You couldn’t grow up in the 80s in my neighborhood without hearing two very common terms; “Respect your elders!” and “Park it!”
“Park it” meant “Sit down” and these days I notice it’s like Japanese to kids. I’d like to say “Park it!” to the Mayor of New York–him whose name will not be spoken. I don’t mean “sit down” I mean it more metaphorically…get a grip on reality when it comes to parks in New York City. I don’t know what’s going on with the parks department but someone, somewhere decided that parks should be more like museums than areas for kids to play, and adults to relax and socialize. Photography is strictly forbidden unless you pay for a permit. They’re talking about abolishing smoking in parks, and whether you’re a smoker or not, you can’t deny that parks are public property and smoking is not illegal (not to mention parks are in the open air). As I get around and notice parks throughout the city, they don’t look like the urban playgrounds that they once were. They seem more tailored for tourist jaunts and suburbanite retreats. And, much like a museum, you feel almost afraid to touch anything, or do anything….

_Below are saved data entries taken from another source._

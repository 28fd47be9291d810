//! Orchestration settings
//!
//! Settings can be loaded from TOML or JSON files, from strings, or overridden
//! from `TOUCHLINE_*` environment variables. Every field has a default, so an
//! empty file is a valid configuration.
//!
//! ```toml
//! [markers]
//! action_attribute = "data-action"
//! instance_class = "modal"
//!
//! [delegation]
//! default_events = ["click", "change", "submit"]
//! warn_unresolved = true
//!
//! [fetch]
//! timeout_ms = 10000
//! ```

use std::path::PathBuf;
use std::time::Duration;

use serde::{Deserialize, Serialize};

use crate::dom::EventType;
use crate::error::SettingsError;

/// Top-level settings for a page runtime.
#[non_exhaustive]
#[derive(Debug, Clone, Default, PartialEq, Serialize, Deserialize)]
#[serde(default)]
pub struct PagesSettings {
	/// Declarative marker names shared with server-rendered markup.
	pub markers: MarkerSettings,
	/// Initializer registry defaults.
	pub init: InitSettings,
	/// Delegated event dispatch.
	pub delegation: DelegationSettings,
	/// Device classification breakpoints.
	pub viewport: ViewportSettings,
	/// Fetch helper defaults.
	pub fetch: FetchSettings,
	/// Logging subscriber configuration.
	pub logging: LoggingSettings,
}

/// Attribute and class names read from markup.
#[derive(Debug, Clone, PartialEq, Eq, Serialize, Deserialize)]
#[serde(default)]
pub struct MarkerSettings {
	/// Attribute naming the action of an interactive element.
	pub action_attribute: String,
	/// Attribute naming the record an action targets.
	pub target_attribute: String,
	/// Class carried by elements managed by the modal cache.
	pub instance_class: String,
}

impl Default for MarkerSettings {
	fn default() -> Self {
		Self {
			action_attribute: "data-action".to_string(),
			target_attribute: "data-id".to_string(),
			instance_class: "modal".to_string(),
		}
	}
}

/// Initializer registry defaults.
#[derive(Debug, Clone, PartialEq, Eq, Serialize, Deserialize)]
#[serde(default)]
pub struct InitSettings {
	/// Priority given to initializers that do not pick one.
	pub default_priority: i32,
}

impl Default for InitSettings {
	fn default() -> Self {
		Self {
			default_priority: crate::init::DEFAULT_PRIORITY,
		}
	}
}

/// Delegated dispatch settings.
#[derive(Debug, Clone, PartialEq, Eq, Serialize, Deserialize)]
#[serde(default)]
pub struct DelegationSettings {
	/// Event types bound at bootstrap.
	pub default_events: Vec<String>,
	/// Log marker values that have no registered handler.
	pub warn_unresolved: bool,
}

impl Default for DelegationSettings {
	fn default() -> Self {
		Self {
			default_events: ["click", "change", "submit", "input"]
				.into_iter()
				.map(String::from)
				.collect(),
			warn_unresolved: false,
		}
	}
}

impl DelegationSettings {
	/// Parsed event types, in configuration order.
	pub fn event_types(&self) -> Vec<EventType> {
		self.default_events
			.iter()
			.map(|name| EventType::from(name.as_str()))
			.collect()
	}
}

/// Viewport breakpoints, in CSS pixels.
#[derive(Debug, Clone, Copy, PartialEq, Eq, Serialize, Deserialize)]
#[serde(default)]
pub struct ViewportSettings {
	/// Widest viewport still classified as mobile.
	pub mobile_max_width: u32,
	/// Widest viewport still classified as tablet.
	pub tablet_max_width: u32,
}

impl Default for ViewportSettings {
	fn default() -> Self {
		Self {
			mobile_max_width: 767,
			tablet_max_width: 991,
		}
	}
}

/// Fetch helper defaults.
#[derive(Debug, Clone, Copy, PartialEq, Eq, Serialize, Deserialize)]
#[serde(default)]
pub struct FetchSettings {
	/// Request timeout in milliseconds.
	pub timeout_ms: u64,
}

impl Default for FetchSettings {
	fn default() -> Self {
		Self { timeout_ms: 15_000 }
	}
}

impl FetchSettings {
	/// The timeout as a [`Duration`].
	pub fn timeout(&self) -> Duration {
		Duration::from_millis(self.timeout_ms)
	}
}

/// Logging subscriber configuration.
#[derive(Debug, Clone, PartialEq, Eq, Serialize, Deserialize)]
#[serde(default)]
pub struct LoggingSettings {
	/// Env-filter directive, e.g. `"info"` or `"touchline_pages=debug"`.
	pub level: String,
	/// Colored output.
	pub ansi: bool,
}

impl Default for LoggingSettings {
	fn default() -> Self {
		Self {
			level: "info".to_string(),
			ansi: true,
		}
	}
}

impl PagesSettings {
	/// Create new settings with defaults
	pub fn new() -> Self {
		Self::default()
	}

	/// Parses settings from a TOML document.
	pub fn from_toml_str(source: &str) -> Result<Self, SettingsError> {
		toml::from_str(source).map_err(|e| SettingsError::Parse(format!("TOML parse error: {}", e)))
	}

	/// Parses settings from a JSON document.
	pub fn from_json_str(source: &str) -> Result<Self, SettingsError> {
		serde_json::from_str(source)
			.map_err(|e| SettingsError::Parse(format!("JSON parse error: {}", e)))
	}

	/// Loads settings from a `.toml` or `.json` file.
	pub fn from_file(path: impl Into<PathBuf>) -> Result<Self, SettingsError> {
		let path = path.into();
		let contents = std::fs::read_to_string(&path)
			.map_err(|e| SettingsError::Io(format!("Failed to read {}: {}", path.display(), e)))?;

		let settings = match path.extension().and_then(|s| s.to_str()) {
			Some("toml") => Self::from_toml_str(&contents)?,
			Some("json") => Self::from_json_str(&contents)?,
			other => {
				return Err(SettingsError::Parse(format!(
					"Unsupported settings format: {}",
					other.unwrap_or("<none>")
				)));
			}
		};

		settings.validate()?;
		Ok(settings)
	}

	/// Defaults overridden from the process environment.
	pub fn from_env() -> Result<Self, SettingsError> {
		Self::from_lookup(|key| std::env::var(key).ok())
	}

	/// Defaults overridden through `lookup`, then validated like
	/// [`PagesSettings::from_file`].
	pub fn from_lookup<F>(lookup: F) -> Result<Self, SettingsError>
	where
		F: Fn(&str) -> Option<String>,
	{
		let mut settings = Self::default();
		settings.apply_env(lookup)?;
		settings.validate()?;
		Ok(settings)
	}

	/// Applies `TOUCHLINE_*` overrides read through `lookup`.
	///
	/// | Variable | Field |
	/// |----------|-------|
	/// | `TOUCHLINE_ACTION_ATTRIBUTE` | `markers.action_attribute` |
	/// | `TOUCHLINE_TARGET_ATTRIBUTE` | `markers.target_attribute` |
	/// | `TOUCHLINE_INSTANCE_CLASS` | `markers.instance_class` |
	/// | `TOUCHLINE_DEFAULT_EVENTS` | `delegation.default_events` (comma separated) |
	/// | `TOUCHLINE_WARN_UNRESOLVED` | `delegation.warn_unresolved` |
	/// | `TOUCHLINE_FETCH_TIMEOUT_MS` | `fetch.timeout_ms` |
	/// | `TOUCHLINE_LOG` | `logging.level` |
	pub fn apply_env<F>(&mut self, lookup: F) -> Result<(), SettingsError>
	where
		F: Fn(&str) -> Option<String>,
	{
		if let Some(attr) = lookup("TOUCHLINE_ACTION_ATTRIBUTE") {
			self.markers.action_attribute = attr;
		}
		if let Some(attr) = lookup("TOUCHLINE_TARGET_ATTRIBUTE") {
			self.markers.target_attribute = attr;
		}
		if let Some(class) = lookup("TOUCHLINE_INSTANCE_CLASS") {
			self.markers.instance_class = class;
		}
		if let Some(events) = lookup("TOUCHLINE_DEFAULT_EVENTS") {
			self.delegation.default_events = events
				.split(',')
				.map(|s| s.trim().to_string())
				.filter(|s| !s.is_empty())
				.collect();
		}
		if let Some(flag) = lookup("TOUCHLINE_WARN_UNRESOLVED") {
			self.delegation.warn_unresolved = flag.eq_ignore_ascii_case("true") || flag == "1";
		}
		if let Some(timeout) = lookup("TOUCHLINE_FETCH_TIMEOUT_MS") {
			self.fetch.timeout_ms = timeout.trim().parse().map_err(|_| {
				SettingsError::Parse(format!("TOUCHLINE_FETCH_TIMEOUT_MS is not a number: {}", timeout))
			})?;
		}
		if let Some(level) = lookup("TOUCHLINE_LOG") {
			self.logging.level = level;
		}
		Ok(())
	}

	/// Validate settings
	pub fn validate(&self) -> Result<(), SettingsError> {
		if self.markers.action_attribute.trim().is_empty() {
			return Err(SettingsError::Validation(
				"markers.action_attribute must not be empty".to_string(),
			));
		}

		if self.markers.target_attribute.trim().is_empty() {
			return Err(SettingsError::Validation(
				"markers.target_attribute must not be empty".to_string(),
			));
		}

		if self.markers.instance_class.trim().is_empty() {
			return Err(SettingsError::Validation(
				"markers.instance_class must not be empty".to_string(),
			));
		}

		if self.viewport.mobile_max_width >= self.viewport.tablet_max_width {
			return Err(SettingsError::Validation(format!(
				"viewport.mobile_max_width ({}) must be below viewport.tablet_max_width ({})",
				self.viewport.mobile_max_width, self.viewport.tablet_max_width
			)));
		}

		if self.fetch.timeout_ms == 0 {
			return Err(SettingsError::Validation(
				"fetch.timeout_ms must be greater than zero".to_string(),
			));
		}

		Ok(())
	}
}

I was taking a picture in a park once (yes, I broke the law!) and I moved a garbage can out a few feet over to get it out of the frame. Man, you should have seen how people reacted! You would have thought I was setting fire to a tree. ”Are you allowed to do that?” someone asked. Are you kidding me? I’m moving a garbage can. Relax. Sure enough a parks department worker interrupted me, taking issue with the fact that I had moved the garbage can. Get that! He completely overlooked that I was shooting without a permit, but he was concerned that I had moved an empty freakin garbage can all of three feet to the left of where it was. Priorities, I guess. Hey, if you ask me it looked better where I put it anyway.

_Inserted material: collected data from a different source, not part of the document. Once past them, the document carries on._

//! Common imports for feature modules.
//!
//! ```
//! use touchline_pages::prelude::*;
//! ```

pub use crate::callback::CallbackResult;
pub use crate::delegation::{ActionOptions, EventDispatcher};
pub use crate::dom::{Document, Element, Event, EventType};
pub use crate::error::BoxError;
pub use crate::init::{InitOptions, InitRegistry};
pub use crate::instances::{InstanceCache, Modal, ModalOptions, Widget};
pub use crate::runtime::{Page, current_page};
pub use crate::settings::PagesSettings;
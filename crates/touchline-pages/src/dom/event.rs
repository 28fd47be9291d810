//! Native event types and the event object handed to listeners.

use std::cell::Cell;
use std::fmt;

use super::element::Element;

/// DOM event types the orchestration layer binds listeners for.
///
/// Unknown names are preserved as [`EventType::Custom`] rather than rejected,
/// since feature modules may dispatch their own event names.
#[derive(Debug, Clone, PartialEq, Eq, Hash)]
pub enum EventType {
	/// `click`
	Click,
	/// `change`
	Change,
	/// `submit`
	Submit,
	/// `input`
	Input,
	/// `keydown`
	KeyDown,
	/// Any other event name.
	Custom(String),
}

impl EventType {
	/// The DOM event name.
	pub fn as_str(&self) -> &str {
		match self {
			Self::Click => "click",
			Self::Change => "change",
			Self::Submit => "submit",
			Self::Input => "input",
			Self::KeyDown => "keydown",
			Self::Custom(name) => name,
		}
	}
}

impl From<&str> for EventType {
	fn from(name: &str) -> Self {
		match name {
			"click" => Self::Click,
			"change" => Self::Change,
			"submit" => Self::Submit,
			"input" => Self::Input,
			"keydown" => Self::KeyDown,
			other => Self::Custom(other.to_string()),
		}
	}
}

impl fmt::Display for EventType {
	fn fmt(&self, f: &mut fmt::Formatter<'_>) -> fmt::Result {
		f.write_str(self.as_str())
	}
}

/// An event travelling from its target to the document-root listeners.
///
/// Flags use interior mutability so every listener can observe and update
/// them through a shared reference, the way `Event` works in the browser.
#[derive(Debug)]
pub struct Event {
	event_type: EventType,
	target: Element,
	default_prevented: Cell<bool>,
	propagation_stopped: Cell<bool>,
}

impl Event {
	/// Creates an event targeting `target`.
	pub fn new(event_type: EventType, target: Element) -> Self {
		Self {
			event_type,
			target,
			default_prevented: Cell::new(false),
			propagation_stopped: Cell::new(false),
		}
	}

	/// The event type.
	pub fn event_type(&self) -> &EventType {
		&self.event_type
	}

	/// The element the event was dispatched on.
	pub fn target(&self) -> &Element {
		&self.target
	}

	/// Cancels the default action.
	pub fn prevent_default(&self) {
		self.default_prevented.set(true);
	}

	/// Whether [`Event::prevent_default`] was called.
	pub fn default_prevented(&self) -> bool {
		self.default_prevented.get()
	}

	/// Stops delivery to the remaining document listeners.
	pub fn stop_propagation(&self) {
		self.propagation_stopped.set(true);
	}

	/// Whether [`Event::stop_propagation`] was called.
	pub fn propagation_stopped(&self) -> bool {
		self.propagation_stopped.get()
	}
}

#[cfg(test)]
mod tests {
	use super::*;
	use rstest::rstest;

	#[rstest]
	#[case("click", EventType::Click)]
	#[case("change", EventType::Change)]
	#[case("submit", EventType::Submit)]
	#[case("input", EventType::Input)]
	#[case("keydown", EventType::KeyDown)]
	#[case("rsvp:updated", EventType::Custom("rsvp:updated".to_string()))]
	fn test_event_type_from_str(#[case] name: &str, #[case] expected: EventType) {
		let parsed = EventType::from(name);
		assert_eq!(parsed, expected);
		assert_eq!(parsed.as_str(), name);
	}

	#[rstest]
	fn test_event_flags() {
		let doc = crate::dom::Document::new();
		let event = Event::new(EventType::Submit, doc.body());

		assert!(!event.default_prevented());
		event.prevent_default();
		event.stop_propagation();
		assert!(event.default_prevented());
		assert!(event.propagation_stopped());
		assert_eq!(event.event_type().to_string(), "submit");
	}
}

On another day I was walking through a park I use to hang out at as a kid. I noticed all of the wooden park benches were replaced with colorful plastic/metal ones. I know this sounds petty but for some reason I don’t feel comfortable sitting on colorful plastic/metal park benches. There’s something cold and synthetic about them. They distress me, physically, emotionally, and visually. And again, like a museum, I’m afraid to touch or sit on one because they almost look like they’re meant to decorate the park rather than to provide a place to sit and rest and relax. That same day I heard a parent scold one of her kids because he was climbing on the Jungle Jim (I know them as monkey bars) with a little dirt on his sneakers [pause for laughter]. The monkey bars, like the benches, were made of shiny, colorful metal. They’re meant to be climbed on, and worn out, but this poor woman was obsessive about the fact that her kid was getting dirt on it. Yeah, maybe she was crazy. But noticing that same kind of obsessive behavior throughout the “New New York City” I’m inclined to think she wasn’t crazy, she was just a product of the new urban conditioning. Frankly, it’s pathetic.

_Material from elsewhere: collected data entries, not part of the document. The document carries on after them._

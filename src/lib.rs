//! # Touchline
//!
//! Web UI for running a recreational football league: match scheduling,
//! team rosters, user approval and role management, all served as
//! server-rendered pages with a thin client-side layer on top.
//!
//! This crate is the facade. The client-side orchestration layer lives in
//! [`touchline-pages`](touchline_pages) and is re-exported as [`pages`].
//!
//! ## Feature Flags
//!
//! - `pages` (default) - initializer registry, delegated actions and modal
//!   lifecycle
//! - `subscriber` - lets [`pages::logging::init`] install a formatter
//!
//! ## Example
//!
//! ```
//! use touchline::pages::prelude::*;
//!
//! let page = Page::default();
//! page.bootstrap();
//! assert_eq!(page.document().listener_count(&EventType::Click), 1);
//! ```

#[cfg(feature = "pages")]
pub mod pages;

I know, I know…parks should be respected. I get that. I’m all for that. But they should also be a place to let go and relax. I don’t want to obsess over who may pull me aside for taking a picture, or who may scold me for moving a garbage can, or who may look at me like I’m some monster because I’m smoking 20 or so feet away from them. And I certainly don’t want to have to ask myself “Is that a bench, or is that a decoration?” And you know what…I won’t. I won’t do any of that. When I see park, brother I’m gonna park it! I’ll leave the obsessive compulsions to the bureaucrats trying to find new ways to criminalize the existence of ordinary people.